Die Rosenkreuzer

[335] Die Rosenkreuzer. Vor dem Jahre 1610 war dieser Name in Deutschland unbekannt; aber um diese Zeit erschienen gewisse Schriften, welche damit bezeichnet waren, und wodurch das Publicum von dem Dasein einer geheimen Gesellschaft benachrichtigt wurde, deren Zweck auf eine allgemeine Verbesserung der christlichen Kirche, auf die Begründung einer dauerhaften Wohlfahrt der Staaten, und auf einen vollkommnen Lebensgenuß beabsichtigt [335] sei. Man erzählte, daß ein gewisser Christian Rosenkreuz der auf einer weiten Reise im Orient alle geheime Wissenschaften erlernt, und sich im Besitz des Steines der Weisen befunden haben sollte, schon im Jahre 1388 der Stifter dieser Gesellschaft geworden sei: aber man irrte; denn der eigentliche Schöpfer dieses schönen Plans war ein Gelehrter zu Wirtemberg, Valentin Andreä. Ob er wirklich dabei die Absicht hatte, einen solchen Orden zu stiften, oder ob er das Unwesen, welches man zu seinen Zeiten mit der Alchymie und den geheimen Wissenschaften trieb, dadurch lächerlich machen, oder endlich den geheimen Bund, welchen Agrippa von Nettesheim ehemahls gestiftet hatte, wieder erneuern wollte, bleibt zweifelhaft. Die Sache hörte nach und nach auf öffentliches Aufsehen zu machen, und die Secte der Rosenkreuzer kam in Vergessenheit, und existirte höchstens noch in den Köpfen der Goldköche und Adepten. Im vorigen Jahrzehend sing man jedoch an, abermahls davon zu sprechen. Die Exjesuiten sollten sich nehmlich unter dem Namen der Rosenkreuzer aufs neue vereinigt, und zur Ausbreitung der katholischen Religion unter den Protestanten verbunden haben.
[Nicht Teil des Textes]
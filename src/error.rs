use axum::{Json, http::StatusCode, response::IntoResponse};
use serde::Serialize;
use thiserror::Error;
use tracing::error;
use utoipa::ToSchema;
use validator::ValidationErrors;

use crate::dao::storage::StorageError;

/// Errors that can occur in service layer operations.
#[derive(Debug, Error)]
pub enum ServiceError {
    /// Storage backend failed while serving the request.
    #[error("storage error: {0}")]
    Unavailable(#[source] StorageError),
    /// Application is running in degraded mode without storage.
    #[error("storage unavailable (degraded mode)")]
    Degraded,
    /// Invalid input provided by the client.
    #[error("invalid input: {0}")]
    InvalidInput(String),
    /// Requested resource was not found.
    #[error("{0}")]
    NotFound(String),
    /// Unexpected server-side failure.
    #[error("internal error: {0}")]
    Internal(String),
}

impl From<StorageError> for ServiceError {
    fn from(err: StorageError) -> Self {
        ServiceError::Unavailable(err)
    }
}

impl From<ValidationErrors> for AppError {
    fn from(err: ValidationErrors) -> Self {
        AppError::BadRequest(format!("validation failed: {}", err))
    }
}

/// Application-level errors that are converted to HTTP responses.
#[derive(Debug, Error)]
pub enum AppError {
    /// Bad request with invalid input.
    #[error("bad request: {0}")]
    BadRequest(String),
    /// Requested resource not found.
    #[error("{0}")]
    NotFound(String),
    /// No storage backend is available.
    #[error("service unavailable: {0}")]
    ServiceUnavailable(String),
    /// Internal server error.
    #[error("internal error: {0}")]
    Internal(String),
}

impl From<ServiceError> for AppError {
    fn from(err: ServiceError) -> Self {
        match err {
            ServiceError::Unavailable(source) => {
                error!(error = %source, details = ?source, "storage operation failed");
                AppError::Internal(source.to_string())
            }
            ServiceError::Degraded => AppError::ServiceUnavailable("degraded mode".into()),
            ServiceError::InvalidInput(message) => AppError::BadRequest(message),
            ServiceError::NotFound(message) => AppError::NotFound(message),
            ServiceError::Internal(message) => AppError::Internal(message),
        }
    }
}

/// Body returned for every failed request.
#[derive(Debug, Serialize, ToSchema)]
pub struct ErrorBody {
    /// Always `false`.
    pub success: bool,
    /// Human-readable cause.
    pub message: String,
}

impl AppError {
    /// HTTP status sent for this error.
    pub fn status(&self) -> StatusCode {
        match self {
            AppError::BadRequest(_) => StatusCode::BAD_REQUEST,
            AppError::NotFound(_) => StatusCode::NOT_FOUND,
            AppError::ServiceUnavailable(_) => StatusCode::SERVICE_UNAVAILABLE,
            AppError::Internal(_) => StatusCode::INTERNAL_SERVER_ERROR,
        }
    }
}

impl IntoResponse for AppError {
    fn into_response(self) -> axum::response::Response {
        let status = self.status();
        let payload = Json(ErrorBody {
            success: false,
            message: self.to_string(),
        });

        (status, payload).into_response()
    }
}

#[cfg(test)]
mod tests {
    use super::*;

    #[test]
    fn service_errors_map_to_status_codes() {
        let cases = [
            (
                ServiceError::InvalidInput("bad".into()),
                StatusCode::BAD_REQUEST,
            ),
            (
                ServiceError::NotFound("game `x` not found".into()),
                StatusCode::NOT_FOUND,
            ),
            (ServiceError::Degraded, StatusCode::SERVICE_UNAVAILABLE),
            (
                ServiceError::Unavailable(StorageError::Unsupported("couch")),
                StatusCode::INTERNAL_SERVER_ERROR,
            ),
        ];
        for (err, status) in cases {
            assert_eq!(AppError::from(err).status(), status);
        }
    }

    #[test]
    fn not_found_message_is_unprefixed() {
        let err = AppError::from(ServiceError::NotFound("game `abc` not found".into()));
        assert_eq!(err.to_string(), "game `abc` not found");
    }
}
use axum::{Json, Router, extract::State, routing::get};

use crate::{
    dto::health::{ApiTestResponse, HealthResponse},
    services::health_service,
    state::SharedState,
};

#[utoipa::path(
    get,
    path = "/healthcheck",
    tag = "health",
    responses((status = 200, description = "Storage status", body = HealthResponse))
)]
/// Report whether a working storage backend is installed.
pub async fn healthcheck(State(state): State<SharedState>) -> Json<HealthResponse> {
    let status = health_service::health_status(&state).await;
    Json(status)
}

#[utoipa::path(
    get,
    path = "/api/test",
    tag = "health",
    responses((status = 200, description = "API is reachable", body = ApiTestResponse))
)]
/// Liveness probe used by the editor page.
pub async fn api_test() -> Json<ApiTestResponse> {
    Json(ApiTestResponse::default())
}

/// Configure the health routes subtree.
pub fn router() -> Router<SharedState> {
    Router::<SharedState>::new()
        .route("/healthcheck", get(healthcheck))
        .route("/api/test", get(api_test))
}
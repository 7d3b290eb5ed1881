use axum::{
    Json, Router,
    extract::{Path, State},
    routing::{get, post},
};

use crate::{
    dto::game::{GameConfigResponse, SaveGameRequest, SaveGameResponse},
    error::{AppError, ErrorBody},
    services::game_service,
    state::SharedState,
};

/// Routes storing and serving shared game configs.
pub fn router() -> Router<SharedState> {
    Router::new()
        .route("/api/save", post(save_game))
        .route("/api/game/{id}", get(load_game))
}

/// Save a game config and return the id to share.
#[utoipa::path(
    post,
    path = "/api/save",
    tag = "game",
    request_body = SaveGameRequest,
    responses(
        (status = 200, description = "Config saved", body = SaveGameResponse),
        (status = 400, description = "Missing or malformed config or id", body = ErrorBody),
        (status = 500, description = "Storage failure", body = ErrorBody),
        (status = 503, description = "No storage backend available", body = ErrorBody)
    )
)]
pub async fn save_game(
    State(state): State<SharedState>,
    Json(payload): Json<SaveGameRequest>,
) -> Result<Json<SaveGameResponse>, AppError> {
    let saved = game_service::save_game(&state, payload).await?;
    Ok(Json(saved))
}

/// Fetch the config saved under `id`.
#[utoipa::path(
    get,
    path = "/api/game/{id}",
    tag = "game",
    params(("id" = String, Path, description = "Identifier returned by `/api/save`")),
    responses(
        (status = 200, description = "Stored config", body = GameConfigResponse),
        (status = 400, description = "Malformed id", body = ErrorBody),
        (status = 404, description = "Unknown id", body = ErrorBody)
    )
)]
pub async fn load_game(
    State(state): State<SharedState>,
    Path(id): Path<String>,
) -> Result<Json<GameConfigResponse>, AppError> {
    let game = game_service::load_game(&state, &id).await?;
    Ok(Json(game))
}
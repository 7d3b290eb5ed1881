use rand::Rng;
use tracing::{debug, info, warn};
use validator::Validate;

use crate::{
    dao::models::GameConfigEntity,
    dto::{
        game::{GameConfigResponse, SaveGameRequest, SaveGameResponse},
        validation::validate_game_id,
    },
    error::ServiceError,
    state::SharedState,
};

const ID_ALPHABET: &[u8] = b"0123456789abcdefghijklmnopqrstuvwxyz";
/// Fresh ids tried before giving up on a crowded id space.
const MAX_ID_ATTEMPTS: usize = 5;

/// Store `request.config`, under the client's id when given or a fresh one otherwise.
pub async fn save_game(
    state: &SharedState,
    request: SaveGameRequest,
) -> Result<SaveGameResponse, ServiceError> {
    request
        .validate()
        .map_err(|errors| ServiceError::InvalidInput(errors.to_string()))?;

    let store = state.require_game_store().await?;
    let id = match request.requested_id() {
        Some(id) => id.to_owned(),
        None => {
            let length = state.config().generated_id_length();
            let mut attempt = 0;
            loop {
                let candidate = generate_id(&mut rand::rng(), length);
                if store.find_game(candidate.clone()).await?.is_none() {
                    break candidate;
                }
                attempt += 1;
                warn!(id = %candidate, attempt, "generated game id already taken");
                if attempt >= MAX_ID_ATTEMPTS {
                    return Err(ServiceError::Internal(
                        "could not allocate a free game id".into(),
                    ));
                }
            }
        }
    };

    let config = request.config.unwrap_or_default();
    store.save_game(GameConfigEntity::new(id.clone(), config)).await?;
    info!(id = %id, "game config saved");

    Ok(SaveGameResponse::new(id))
}

/// Fetch the stored config for `id`.
pub async fn load_game(state: &SharedState, id: &str) -> Result<GameConfigResponse, ServiceError> {
    Ok(find_game(state, id).await?.into())
}

pub(crate) async fn find_game(
    state: &SharedState,
    id: &str,
) -> Result<GameConfigEntity, ServiceError> {
    validate_game_id(id).map_err(|err| ServiceError::InvalidInput(err.to_string()))?;

    let store = state.require_game_store().await?;
    let Some(game) = store.find_game(id.to_owned()).await? else {
        debug!(id = %id, "game config not found");
        return Err(ServiceError::NotFound(format!("game `{id}` not found")));
    };
    Ok(game)
}

/// Random lowercase base-36 id of `length` characters.
pub fn generate_id<R: Rng + ?Sized>(rng: &mut R, length: usize) -> String {
    (0..length)
        .map(|_| char::from(ID_ALPHABET[rng.random_range(0..ID_ALPHABET.len())]))
        .collect()
}

#[cfg(test)]
mod tests {
    use std::sync::Arc;

    use rand::SeedableRng;
    use rand_chacha::ChaCha8Rng;
    use serde_json::json;

    use super::*;
    use crate::{
        config::AppConfig, dao::game_store::memory::MemoryGameStore, state::AppState,
    };

    async fn state() -> SharedState {
        AppState::with_store(AppConfig::default(), Arc::new(MemoryGameStore::new())).await
    }

    fn request(value: serde_json::Value) -> SaveGameRequest {
        serde_json::from_value(value).unwrap()
    }

    #[test]
    fn generated_ids_are_lowercase_base36() {
        let mut rng = ChaCha8Rng::seed_from_u64(1);
        for _ in 0..100 {
            let id = generate_id(&mut rng, 8);
            assert_eq!(id.len(), 8);
            assert!(
                id.chars()
                    .all(|c| c.is_ascii_digit() || c.is_ascii_lowercase())
            );
            assert!(validate_game_id(&id).is_ok());
        }
    }

    #[tokio::test]
    async fn saved_config_loads_back_unchanged() {
        let state = state().await;
        let config = json!({
            "player": "data:image/png;base64,iVBORw0KGgo=",
            "pipe": "https://example.org/pipe.png",
            "goText": "Game over",
            "extra": {"level": 3}
        });

        let saved = save_game(&state, request(json!({"config": config.clone()})))
            .await
            .unwrap();
        assert!(saved.success);
        assert_eq!(saved.id.len(), 8);

        let loaded = load_game(&state, &saved.id).await.unwrap();
        assert!(loaded.success);
        assert_eq!(loaded.config, config);
    }

    #[tokio::test]
    async fn client_id_is_trimmed_and_upserted() {
        let state = state().await;
        let first = save_game(
            &state,
            request(json!({"id": " my-game ", "config": {"player": "a"}})),
        )
        .await
        .unwrap();
        assert_eq!(first.id, "my-game");

        save_game(
            &state,
            request(json!({"id": "my-game", "config": {"player": "b"}})),
        )
        .await
        .unwrap();

        let loaded = load_game(&state, "my-game").await.unwrap();
        assert_eq!(loaded.config, json!({"player": "b"}));
    }

    #[tokio::test]
    async fn rejects_missing_config() {
        let state = state().await;
        let err = save_game(&state, request(json!({"id": "x"})))
            .await
            .unwrap_err();
        assert!(matches!(err, ServiceError::InvalidInput(_)));
    }

    #[tokio::test]
    async fn unknown_id_is_not_found() {
        let state = state().await;
        let err = load_game(&state, "nothere").await.unwrap_err();
        assert!(matches!(err, ServiceError::NotFound(ref m) if m == "game `nothere` not found"));
    }

    #[tokio::test]
    async fn degraded_state_refuses_requests() {
        let state = AppState::new(AppConfig::default());
        let err = load_game(&state, "abc").await.unwrap_err();
        assert!(matches!(err, ServiceError::Degraded));
    }
}
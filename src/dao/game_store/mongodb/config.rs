use mongodb::options::ClientOptions;

use super::error::{MongoDaoError, MongoResult};

/// Database used when `MONGO_DB` is not set.
const DEFAULT_DATABASE: &str = "floppy";

/// Parsed client options plus the database holding the `games` collection.
#[derive(Clone)]
pub struct MongoConfig {
    /// Driver options parsed from the connection string.
    pub options: ClientOptions,
    /// Database holding the `games` collection.
    pub database_name: String,
}

impl MongoConfig {
    /// Parse `uri`, using `db_name` or the default database.
    pub async fn from_uri(uri: &str, db_name: Option<&str>) -> MongoResult<Self> {
        let database_name = db_name.unwrap_or(DEFAULT_DATABASE).to_owned();
        let options =
            ClientOptions::parse(uri)
                .await
                .map_err(|source| MongoDaoError::InvalidUri {
                    uri: uri.to_owned(),
                    source,
                })?;

        Ok(Self {
            options,
            database_name,
        })
    }

    /// Read `MONGO_URI` (required) and `MONGO_DB` (optional).
    pub async fn from_env() -> MongoResult<Self> {
        let uri = std::env::var("MONGO_URI")
            .map_err(|_| MongoDaoError::MissingEnvVar { var: "MONGO_URI" })?;
        let db = std::env::var("MONGO_DB")
            .ok()
            .filter(|value| !value.trim().is_empty());
        Self::from_uri(&uri, db.as_deref()).await
    }
}
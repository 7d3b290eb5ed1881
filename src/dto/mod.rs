use std::time::SystemTime;
use time::{OffsetDateTime, format_description::well_known::Rfc3339};

/// Save and load payloads.
pub mod game;
/// Health and liveness payloads.
pub mod health;
/// Replay verdict payload.
pub mod replay;
/// Field validators.
pub mod validation;

fn format_system_time(time: SystemTime) -> String {
    OffsetDateTime::from(time)
        .format(&Rfc3339)
        .unwrap_or_else(|_| "invalid-timestamp".into())
}
use floppy_back::services::documentation::ApiDoc;
use utoipa::OpenApi;

fn main() -> anyhow::Result<()> {
    let doc = ApiDoc::openapi();
    println!("{}", doc.to_pretty_json()?);
    Ok(())
}
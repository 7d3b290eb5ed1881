use std::path::Path;

use tower_http::services::{ServeDir, ServeFile};

/// Static editor and player pages. `/play.html` is served from the directory;
/// any other unknown path falls back to `index.html`.
pub fn service(dir: &Path) -> ServeDir<ServeFile> {
    ServeDir::new(dir).fallback(ServeFile::new(dir.join("index.html")))
}
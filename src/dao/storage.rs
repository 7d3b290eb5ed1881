use std::error::Error;
use thiserror::Error;

/// Result alias for storage operations.
pub type StorageResult<T> = Result<T, StorageError>;

/// Error raised by storage backends regardless of the underlying database.
#[derive(Debug, Error)]
pub enum StorageError {
    #[error("storage unavailable: {message}")]
    Unavailable {
        message: String,
        #[source]
        source: Box<dyn Error + Send + Sync>,
    },
    #[error("stored game `{id}` could not be decoded: {message}")]
    Corrupt { id: String, message: String },
    #[error("storage backend `{0}` is not compiled into this build")]
    Unsupported(&'static str),
}

impl StorageError {
    /// Construct an unavailable error from any backend failure.
    pub fn unavailable(message: String, source: impl Error + Send + Sync + 'static) -> Self {
        StorageError::Unavailable {
            message,
            source: Box::new(source),
        }
    }
}
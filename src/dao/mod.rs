/// Game config storage backends and the trait they implement.
pub mod game_store;
/// Database model definitions.
pub mod models;
/// Storage abstraction layer for database operations.
pub mod storage;
use utoipa::OpenApi;

#[derive(OpenApi)]
/// Aggregated OpenAPI specification for Floppy Back.
#[openapi(
    paths(
        crate::routes::health::healthcheck,
        crate::routes::health::api_test,
        crate::routes::game::save_game,
        crate::routes::game::load_game,
        crate::routes::replay::replay_game,
    ),
    components(
        schemas(
            crate::dto::health::HealthResponse,
            crate::dto::health::ApiTestResponse,
            crate::dto::game::SaveGameRequest,
            crate::dto::game::SaveGameResponse,
            crate::dto::game::GameConfigResponse,
            crate::dto::replay::ReplayResponse,
            crate::engine::ReplayLog,
            crate::engine::Canvas,
            crate::engine::SpriteSize,
            crate::engine::DeathCause,
            crate::engine::replay::Death,
            crate::engine::Physics,
            crate::error::ErrorBody,
        )
    ),
    tags(
        (name = "health", description = "Liveness and storage status"),
        (name = "game", description = "Sharing, loading and verifying game configs"),
    )
)]
pub struct ApiDoc;

#[cfg(test)]
mod tests {
    use super::*;

    #[test]
    fn documents_every_api_route() {
        let doc = ApiDoc::openapi();
        for path in [
            "/healthcheck",
            "/api/test",
            "/api/save",
            "/api/game/{id}",
            "/api/game/{id}/replay",
        ] {
            assert!(doc.paths.paths.contains_key(path), "missing {path}");
        }
    }
}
Die Religions-Vereinigungsprojecte, welche damahls zum Vorschein kamen, konnten leicht auf so eine Idee führen; aber dann hätten diese neuen Rosenkreuzer mit ihren ältern Brüdern nichts als den Namen gemein gehabt, indem die letztern weit entfernt, den Katholicismus zu begünstigen, zu den Anhängern des Protestantismus gehörten, und diesen durch das so genannte innere Licht verbessern wollten.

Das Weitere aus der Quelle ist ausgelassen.